No, to hold the Dinosaurs in the Island. Failed at it, but it was InGen that at the point made checkmate.

Remonster

Remonster

#2426
The park failed because of hubris. Hammond, Arnold and everybody working on Jurassic Park felt that the park was just too big and expensive to fail. Muldoon was smart enough to say the raptors and dangerous dinosaurs should be left out of the park, but of course Hammond insisted they have the big money drawers.

And obviously Malcolm claimed that there was just too much going on in this theme park for anyone to predict what could happen, other than shit hitting the fan eventually. No one could predict that Nedry would sabotage the park systems, effectively allowing the dinosaurs to escape. Everything that went wrong on Jurassic Park was human error, simple as that.

Gate

Gate

#2427
Quote
Not every mistake have to lead to a disaster. Of course there would be mistakes made, but that happens in regular zoos as well.
http://www.youtube.com/watch?v=WUhXDkL4NTk#

Xenomrph

Xenomrph

#2428
My point was that every death that happens in 'The Lost World' is the result of a bad decision on the part of the protagonists, which is true. The InGen guys had their camp under control, sabotaging it forces the camp to move and they get attacked by all sorts of dinosaurs on their way to radio for help. Trying to help the baby T-rex was a bad idea, and it gets Eddie killed. Sabotaging Roland's hunting mission was a bad idea, and results in a T-rex loose on the mainland.
Seriously if Sarah and Nick hadn't been on the island, not a single thing would have gone wrong as far as we could see ("life finding a way" aside).

As for a dino zoo actually working, that's pretty much the premise for my Jurassic Park IV plot idea. :p
Well, the park does work, for a while, and then... life finds a way.
The "chaos theory" thing wasn't really played very well in the first movie (or at least not as well as the book). Nedry sabotages the park and the dinosaurs get loose, it's really what you'd expect. The only really unexpected thing that happens is the raptors breeding. Like, Nedry switched off all the fences, so the dinosaurs getting loose was pretty inevitable. In my JP4 idea, it's a bit more of a "small actions snowball into big consequences" idea.

DoomRulz

DoomRulz

#2429
Quote from: Remonster on Feb 27, 2011, 08:21:07 PM
The park failed because of hubris. Hammond, Arnold and everybody working on Jurassic Park felt that the park was just too big and expensive to fail. Muldoon was smart enough to say the raptors and dangerous dinosaurs should be left out of the park, but of course Hammond insisted they have the big money drawers.

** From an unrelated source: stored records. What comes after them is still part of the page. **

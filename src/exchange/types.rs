//! Exchange wire and domain types

use rust_decimal::Decimal;
use serde::{Deserialize, Serialize};
use std::collections::HashMap;
use std::fmt;

/// API key pair supplied by the caller for a single request
#[derive(Clone, Deserialize)]
pub struct Credentials {
    pub api_key: String,
    pub api_secret: String,
}

impl Credentials {
    pub fn new(api_key: impl Into<String>, api_secret: impl Into<String>) -> Self {
        Self {
            api_key: api_key.into(),
            api_secret: api_secret.into(),
        }
    }
}

impl fmt::Debug for Credentials {
    fn fmt(&self, f: &mut fmt::Formatter<'_>) -> fmt::Result {
        f.debug_struct("Credentials")
            .field("api_key", &self.api_key)
            .field("api_secret", &"<redacted>")
            .finish()
    }
}

/// Order side
#[derive(Debug, Clone, Copy, PartialEq, Eq, Hash, Serialize, Deserialize)]
#[serde(rename_all = "lowercase")]
pub enum Side {
    Buy,
    Sell,
}

impl Side {
    /// Exchange wire representation
    pub fn as_str(self) -> &'static str {
        match self {
            Side::Buy => "BUY",
            Side::Sell => "SELL",
        }
    }

    /// Metric label
    pub fn label(self) -> &'static str {
        match self {
            Side::Buy => "buy",
            Side::Sell => "sell",
        }
    }
}

impl fmt::Display for Side {
    fn fmt(&self, f: &mut fmt::Formatter<'_>) -> fmt::Result {
        f.write_str(self.as_str())
    }
}

/// One asset balance from the account snapshot
#[derive(Debug, Clone, PartialEq, Deserialize)]
pub struct Holding {
    #[serde(rename = "asset")]
    pub symbol: String,
    #[serde(rename = "free")]
    pub free_amount: Decimal,
    #[serde(rename = "locked")]
    pub locked_amount: Decimal,
}

impl Holding {
    pub fn total(&self) -> Decimal {
        self.free_amount + self.locked_amount
    }

    pub fn is_empty(&self) -> bool {
        self.free_amount <= Decimal::ZERO && self.locked_amount <= Decimal::ZERO
    }
}

/// Total held amount per asset, taken once at the start of a batch
///
/// Not refreshed while the batch runs: trades placed through other channels
/// in the meantime are not reflected.
#[derive(Debug, Clone, Default)]
pub struct HoldingSnapshot {
    totals: HashMap<String, Decimal>,
}

impl HoldingSnapshot {
    pub fn from_holdings(holdings: &[Holding]) -> Self {
        let totals = holdings
            .iter()
            .map(|h| (h.symbol.clone(), h.total()))
            .collect();
        Self { totals }
    }

    /// Total held amount of an asset, zero if not held
    pub fn amount(&self, asset: &str) -> Decimal {
        self.totals.get(asset).copied().unwrap_or(Decimal::ZERO)
    }
}

/// Last traded price per trading pair
#[derive(Debug, Clone, Default)]
pub struct PriceTable {
    prices: HashMap<String, Decimal>,
}

/// Entry of the exchange's ticker price list
#[derive(Debug, Deserialize)]
pub struct TickerPrice {
    pub symbol: String,
    pub price: Decimal,
}

impl PriceTable {
    pub fn new(prices: HashMap<String, Decimal>) -> Self {
        Self { prices }
    }

    pub fn get(&self, pair: &str) -> Option<Decimal> {
        self.prices.get(pair).copied()
    }

    pub fn len(&self) -> usize {
        self.prices.len()
    }

    pub fn is_empty(&self) -> bool {
        self.prices.is_empty()
    }
}

impl FromIterator<(String, Decimal)> for PriceTable {
    fn from_iter<I: IntoIterator<Item = (String, Decimal)>>(iter: I) -> Self {
        Self::new(iter.into_iter().collect())
    }
}

impl From<Vec<TickerPrice>> for PriceTable {
    fn from(tickers: Vec<TickerPrice>) -> Self {
        tickers.into_iter().map(|t| (t.symbol, t.price)).collect()
    }
}

/// A trading rule attached to a pair
#[derive(Debug, Clone, PartialEq, Deserialize)]
#[serde(tag = "filterType")]
pub enum SymbolFilter {
    #[serde(rename = "LOT_SIZE", rename_all = "camelCase")]
    LotSize {
        min_qty: Decimal,
        max_qty: Decimal,
        step_size: Decimal,
    },
    #[serde(rename = "MIN_NOTIONAL", rename_all = "camelCase")]
    MinNotional { min_notional: Decimal },
    #[serde(rename = "NOTIONAL", rename_all = "camelCase")]
    Notional { min_notional: Decimal },
    /// Any filter the order pipeline does not enforce
    #[serde(other)]
    Other,
}

/// An execution record of a submitted order
#[derive(Debug, Clone, PartialEq, Deserialize)]
pub struct Fill {
    pub price: Decimal,
    pub qty: Decimal,
    #[serde(default)]
    pub commission: Decimal,
    #[serde(default, rename = "commissionAsset")]
    pub commission_asset: String,
}

impl Fill {
    pub fn new(qty: Decimal, price: Decimal) -> Self {
        Self {
            price,
            qty,
            commission: Decimal::ZERO,
            commission_asset: String::new(),
        }
    }
}

/// Acknowledgement of a submitted order with its fills
#[derive(Debug, Clone, Deserialize)]
#[serde(rename_all = "camelCase")]
pub struct OrderAck {
    pub symbol: String,
    pub order_id: u64,
    #[serde(default)]
    pub client_order_id: String,
    pub status: String,
    #[serde(default)]
    pub fills: Vec<Fill>,
}

#[cfg(test)]
mod tests {
    use super::*;
    use rust_decimal_macros::dec;

    #[test]
    fn test_credentials_debug_redacts_secret() {
        let creds = Credentials::new("key-123", "very-secret");
        let debug = format!("{:?}", creds);
        assert!(debug.contains("key-123"));
        assert!(!debug.contains("very-secret"));
    }

    #[test]
    fn test_side_wire_format() {
        assert_eq!(Side::Buy.as_str(), "BUY");
        assert_eq!(Side::Sell.to_string(), "SELL");
        let side: Side = serde_json::from_str(r#""sell""#).unwrap();
        assert_eq!(side, Side::Sell);
    }

    #[test]
    fn test_holding_parse_and_total() {
        let json = r#"{"asset":"BTC","free":"0.50000000","locked":"0.25000000"}"#;
        let holding: Holding = serde_json::from_str(json).unwrap();
        assert_eq!(holding.symbol, "BTC");
        assert_eq!(holding.total(), dec!(0.75));
        assert!(!holding.is_empty());
    }

    #[test]
    fn test_holding_empty() {
        let json = r#"{"asset":"LTC","free":"0.00000000","locked":"0.00000000"}"#;
        let holding: Holding = serde_json::from_str(json).unwrap();
        assert!(holding.is_empty());
    }

    #[test]
    fn test_holding_snapshot_amount() {
        let snapshot = HoldingSnapshot::from_holdings(&[Holding {
            symbol: "ETH".to_string(),
            free_amount: dec!(1.5),
            locked_amount: dec!(0.5),
        }]);
        assert_eq!(snapshot.amount("ETH"), dec!(2));
        assert_eq!(snapshot.amount("DOGE"), dec!(0));
    }

    #[test]
    fn test_price_table_from_tickers() {
        let json = r#"[{"symbol":"BTCUSDT","price":"65000.10"},{"symbol":"ETHBTC","price":"0.05"}]"#;
        let tickers: Vec<TickerPrice> = serde_json::from_str(json).unwrap();
        let table = PriceTable::from(tickers);
        assert_eq!(table.len(), 2);
        assert_eq!(table.get("BTCUSDT"), Some(dec!(65000.10)));
        assert!(table.get("XRPUSDT").is_none());
    }

    #[test]
    fn test_symbol_filter_parse() {
        let json = r#"[
            {"filterType":"PRICE_FILTER","minPrice":"0.01","maxPrice":"1000000.00","tickSize":"0.01"},
            {"filterType":"LOT_SIZE","minQty":"0.00001000","maxQty":"9000.00000000","stepSize":"0.00001000"},
            {"filterType":"NOTIONAL","minNotional":"5.00000000","applyMinToMarket":true,"maxNotional":"9000000.00000000","applyMaxToMarket":false,"avgPriceMins":5},
            {"filterType":"MIN_NOTIONAL","minNotional":"10.00000000","applyToMarket":true,"avgPriceMins":5}
        ]"#;
        let filters: Vec<SymbolFilter> = serde_json::from_str(json).unwrap();
        assert_eq!(filters[0], SymbolFilter::Other);
        assert_eq!(
            filters[1],
            SymbolFilter::LotSize {
                min_qty: dec!(0.00001),
                max_qty: dec!(9000),
                step_size: dec!(0.00001),
            }
        );
        assert_eq!(filters[2], SymbolFilter::Notional { min_notional: dec!(5) });
        assert_eq!(filters[3], SymbolFilter::MinNotional { min_notional: dec!(10) });
    }

    #[test]
    fn test_order_ack_parse_full_response() {
        let json = r#"{
            "symbol":"BTCUSDT","orderId":28,"orderListId":-1,
            "clientOrderId":"6gCrw2kRUAF9CvJDGP16IP","transactTime":1507725176595,
            "price":"0.00000000","origQty":"3.00000000","executedQty":"3.00000000",
            "cummulativeQuoteQty":"31.00000000","status":"FILLED","type":"MARKET","side":"SELL",
            "fills":[
                {"price":"10.00000000","qty":"2.00000000","commission":"0.02","commissionAsset":"USDT","tradeId":56},
                {"price":"11.00000000","qty":"1.00000000","commission":"0.011","commissionAsset":"USDT","tradeId":57}
            ]
        }"#;
        let ack: OrderAck = serde_json::from_str(json).unwrap();
        assert_eq!(ack.order_id, 28);
        assert_eq!(ack.status, "FILLED");
        assert_eq!(ack.fills.len(), 2);
        assert_eq!(ack.fills[1], Fill {
            price: dec!(11),
            qty: dec!(1),
            commission: dec!(0.011),
            commission_asset: "USDT".to_string(),
        });
    }

    #[test]
    fn test_order_ack_without_fills() {
        let json = r#"{"symbol":"BTCUSDT","orderId":29,"status":"EXPIRED"}"#;
        let ack: OrderAck = serde_json::from_str(json).unwrap();
        assert!(ack.fills.is_empty());
    }
}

And obviously Malcolm claimed that there was just too much going on in this theme park for anyone to predict what could happen, other than shit hitting the fan eventually. No one could predict that Nedry would sabotage the park systems, effectively allowing the dinosaurs to escape. Everything that went wrong on Jurassic Park was human error, simple as that.

The main reason the park wouldn't work is environmental design. The book raises this point very well in the later chapters when Malcolm explains why the park is a flawed concept. You're raising animals to live in an environment that is totally foreign and alien to them that they cannot adjust to for the simple reason that the physical landscape has changed. The food is different, the atmosphere is different, a whole bunch of things. It's not just that the animals themselves are dangerous, but they wouldn't even be able to breathe.